Newcastle disease is caused by an RNA virus,
Newcastle disease virus (NDV), synonymous with
avian paramyxovirus-1 which is in
the genus Avulavirus , family Paramyxoviridae. Isolates
are
classified into 1 of 3 virulence groups by chicken embryo and chicken
inoculation as virulent
(velogenic), moderately virulent (mesogenic), or of low
virulence (lentogenic). Lentogenic strains
are used widely as live vaccines in
healthy chickens. Clinical manifestations vary from high morbidity
and mortality
to asymptomatic infections. The severity of an infection is dependent on virus
virulence
and the age, immune status, and susceptibility of the host species.

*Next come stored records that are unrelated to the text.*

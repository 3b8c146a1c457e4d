//! The environment: scoped tables of category codes, command bindings,
//! registers and internal parameters.
//!
//! The environment is a stack of frames. Lookups walk the stack toward the
//! root; writes target the current frame by default or the root frame when
//! marked global. [Environment::begin_group] pushes a fresh frame on every
//! table and [Environment::end_group] pops it, rolling back all mutations
//! made inside the group.

use crate::command::Command;
use crate::command::Primitive;
use crate::token::CatCode;
use crate::token::CommandRef;
use crate::token::Token;
use crate::types::Dimen;
use crate::types::Glue;
use crate::types::Mode;
use texmouth_stdext::collections::scopedmap::ScopedMap;

/// The default `\escapechar`, a backslash.
pub const DEFAULT_ESCAPE_CHAR: i32 = '\\' as i32;

/// Scoped state read and written by the eyes, the mouth, and the downstream
/// engine.
pub struct Environment {
    cat_codes: ScopedMap<char, CatCode>,
    commands: ScopedMap<CommandRef, Command>,
    counts: ScopedMap<u8, i32>,
    dimens: ScopedMap<u8, Dimen>,
    skips: ScopedMap<u8, Glue>,
    muskips: ScopedMap<u8, Glue>,
    toks: ScopedMap<u8, Vec<Token>>,
    escape_char: ScopedMap<(), i32>,
    mode: Mode,
    group_depth: usize,
}

impl Environment {
    /// Create an environment with INITEX-style category codes: only the
    /// escape character, end of line, space, null, percent and the letters
    /// are special.
    pub fn new() -> Environment {
        let mut env = Environment {
            cat_codes: ScopedMap::new(),
            commands: ScopedMap::new(),
            counts: ScopedMap::new(),
            dimens: ScopedMap::new(),
            skips: ScopedMap::new(),
            muskips: ScopedMap::new(),
            toks: ScopedMap::new(),
            escape_char: ScopedMap::new(),
            mode: Mode::default(),
            group_depth: 0,
        };
        for primitive in Primitive::ALL {
            env.commands.insert(
                CommandRef::ControlSequence(primitive.name().into()),
                Command::Primitive(*primitive),
            );
        }
        env
    }

    /// Create an environment with plain TeX's category code assignments
    /// (`{`=1, `}`=2, `$`=3, `&`=4, `#`=6, `^`=7, `_`=8, `~`=13).
    pub fn new_plain() -> Environment {
        let mut env = Environment::new();
        for c in ['{', '}', '$', '&', '#', '^', '_', '~', '\t', '\u{0}', '\u{7F}'] {
            env.cat_codes.insert(c, CatCode::plain_tex(c));
        }
        env
    }

    /// The category code of the provided character, right now.
    pub fn cat_code(&self, c: char) -> CatCode {
        match self.cat_codes.get(&c) {
            Some(cat_code) => *cat_code,
            None => CatCode::ini_tex(c),
        }
    }

    pub fn set_cat_code(&mut self, c: char, cat_code: CatCode) {
        self.cat_codes.insert(c, cat_code);
    }

    pub fn set_cat_code_global(&mut self, c: char, cat_code: CatCode) {
        self.cat_codes.insert_global(c, cat_code);
    }

    /// The current meaning of the provided command reference, if any.
    pub fn command(&self, command_ref: &CommandRef) -> Option<&Command> {
        self.commands.get(command_ref)
    }

    /// The current meaning of the control sequence with the provided name.
    pub fn command_named(&self, name: &str) -> Option<&Command> {
        self.commands
            .get(&CommandRef::ControlSequence(name.into()))
    }

    pub fn set_command(&mut self, command_ref: CommandRef, command: Command) {
        self.commands.insert(command_ref, command);
    }

    pub fn set_command_global(&mut self, command_ref: CommandRef, command: Command) {
        self.commands.insert_global(command_ref, command);
    }

    /// Bind a command under a name. Convenience for tests and for the
    /// downstream engine's `\countdef` family.
    pub fn set_command_named<N: Into<std::rc::Rc<str>>>(&mut self, name: N, command: Command) {
        self.commands
            .insert(CommandRef::ControlSequence(name.into()), command);
    }

    pub fn count(&self, index: u8) -> i32 {
        self.counts.get(&index).copied().unwrap_or(0)
    }

    pub fn set_count(&mut self, index: u8, value: i32) {
        self.counts.insert(index, value);
    }

    pub fn set_count_global(&mut self, index: u8, value: i32) {
        self.counts.insert_global(index, value);
    }

    pub fn dimen(&self, index: u8) -> Dimen {
        self.dimens.get(&index).copied().unwrap_or_default()
    }

    pub fn set_dimen(&mut self, index: u8, value: Dimen) {
        self.dimens.insert(index, value);
    }

    pub fn skip(&self, index: u8) -> Glue {
        self.skips.get(&index).copied().unwrap_or_default()
    }

    pub fn set_skip(&mut self, index: u8, value: Glue) {
        self.skips.insert(index, value);
    }

    pub fn muskip(&self, index: u8) -> Glue {
        self.muskips.get(&index).copied().unwrap_or_default()
    }

    pub fn set_muskip(&mut self, index: u8, value: Glue) {
        self.muskips.insert(index, value);
    }

    pub fn toks(&self, index: u8) -> &[Token] {
        match self.toks.get(&index) {
            Some(tokens) => tokens,
            None => &[],
        }
    }

    pub fn set_toks(&mut self, index: u8, tokens: Vec<Token>) {
        self.toks.insert(index, tokens);
    }

    /// The current `\escapechar`.
    ///
    /// A negative value (or one outside the character range) means control
    /// sequences are rendered without an escape character.
    pub fn escape_char(&self) -> i32 {
        self.escape_char
            .get(&())
            .copied()
            .unwrap_or(DEFAULT_ESCAPE_CHAR)
    }

    pub fn set_escape_char(&mut self, value: i32) {
        self.escape_char.insert((), value);
    }

    pub fn mode(&self) -> Mode {
        self.mode
    }

    /// Set the mode. Mode transitions are owned by the downstream engine.
    pub fn set_mode(&mut self, mode: Mode) {
        self.mode = mode;
    }

    /// Enter a group: push a fresh frame on every table.
    pub fn begin_group(&mut self) {
        self.cat_codes.begin_scope();
        self.commands.begin_scope();
        self.counts.begin_scope();
        self.dimens.begin_scope();
        self.skips.begin_scope();
        self.muskips.begin_scope();
        self.toks.begin_scope();
        self.escape_char.begin_scope();
        self.group_depth += 1;
    }

    /// Leave a group, rolling back all scoped mutations made inside it.
    /// Returns false if there is no group to leave.
    #[must_use]
    pub fn end_group(&mut self) -> bool {
        if self.group_depth == 0 {
            return false;
        }
        let ended = self.cat_codes.end_scope()
            && self.commands.end_scope()
            && self.counts.end_scope()
            && self.dimens.end_scope()
            && self.skips.end_scope()
            && self.muskips.end_scope()
            && self.toks.end_scope()
            && self.escape_char.end_scope();
        assert!(ended, "scoped tables out of sync with group depth");
        self.group_depth -= 1;
        true
    }

    /// The current group nesting depth.
    pub fn group_depth(&self) -> usize {
        self.group_depth
    }
}

impl Default for Environment {
    fn default() -> Self {
        Self::new()
    }
}

#[cfg(test)]
mod tests {
    use super::*;

    #[test]
    fn primitives_are_bound_at_the_root() {
        let env = Environment::new();
        assert_eq!(
            env.command_named("def"),
            Some(&Command::Primitive(Primitive::Def))
        );
        assert_eq!(
            env.command_named("expandafter"),
            Some(&Command::Primitive(Primitive::ExpandAfter))
        );
        assert_eq!(env.command_named("undefined"), None);
    }

    #[test]
    fn cat_code_mutations_roll_back() {
        let mut env = Environment::new();
        assert_eq!(env.cat_code('W'), CatCode::Letter);
        env.begin_group();
        env.set_cat_code('W', CatCode::Other);
        assert_eq!(env.cat_code('W'), CatCode::Other);
        assert!(env.end_group());
        assert_eq!(env.cat_code('W'), CatCode::Letter);
    }

    #[test]
    fn global_write_survives_group_end() {
        let mut env = Environment::new();
        env.begin_group();
        env.set_count(0, 1);
        env.set_count_global(1, 2);
        assert!(env.end_group());
        assert_eq!(env.count(0), 0);
        assert_eq!(env.count(1), 2);
    }

    #[test]
    fn end_group_without_group() {
        let mut env = Environment::new();
        assert!(!env.end_group());
    }

    #[test]
    fn plain_environment_assigns_special_characters() {
        let env = Environment::new_plain();
        assert_eq!(env.cat_code('{'), CatCode::BeginGroup);
        assert_eq!(env.cat_code('#'), CatCode::Parameter);
        assert_eq!(env.cat_code('~'), CatCode::Active);
        assert_eq!(env.cat_code('@'), CatCode::Other);
    }

    #[test]
    fn escape_char_default() {
        let env = Environment::new();
        assert_eq!(env.escape_char(), '\\' as i32);
    }
}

Chickens are the most and waterfowl
the least susceptible of domestic
poultry.
Clinical Findings: |
Onset is rapid, and signs appear throughout the
flock within 2-12 days (average 5) after aerosol
exposure. Spread is slower if
the fecal-oral route is the primary means of transmission, particularly
for
caged birds. Young birds are the most susceptible. Observed signs depend on
whether the
infecting virus has a predilection for respiratory, digestive, or
nervous systems. Respiratory signs
of gasping, coughing, sneezing, and rales
predominate in low virulence infections. Nervous signs of
tremors, paralyzed
wings and legs, twisted necks, circling, clonic spasms, and complete paralysis
may
accompany, but usually follow, the respiratory signs in neurotropic
velogenic disease. Nervous signs
with diarrhea are typical in pigeons, and
nervous signs are frequently seen in cormorants and exotic
bird species.
Respiratory signs with depression, watery-greenish diarrhea, and swelling of the
tissues
of the head and neck are typical of the most virulent form of the
disease, viscerotropic velogenic
Newcastle disease (VVND, also called exotic
Newcastle disease), although nervous signs may also
be seen. Varying degrees of
depression and inappetence are observed. A partial or complete cessation
of egg
production may occur. Eggs may be abnormal in color, shape, or surface, and have
watery
albumen. Mortality is variable but can be as high as
100%.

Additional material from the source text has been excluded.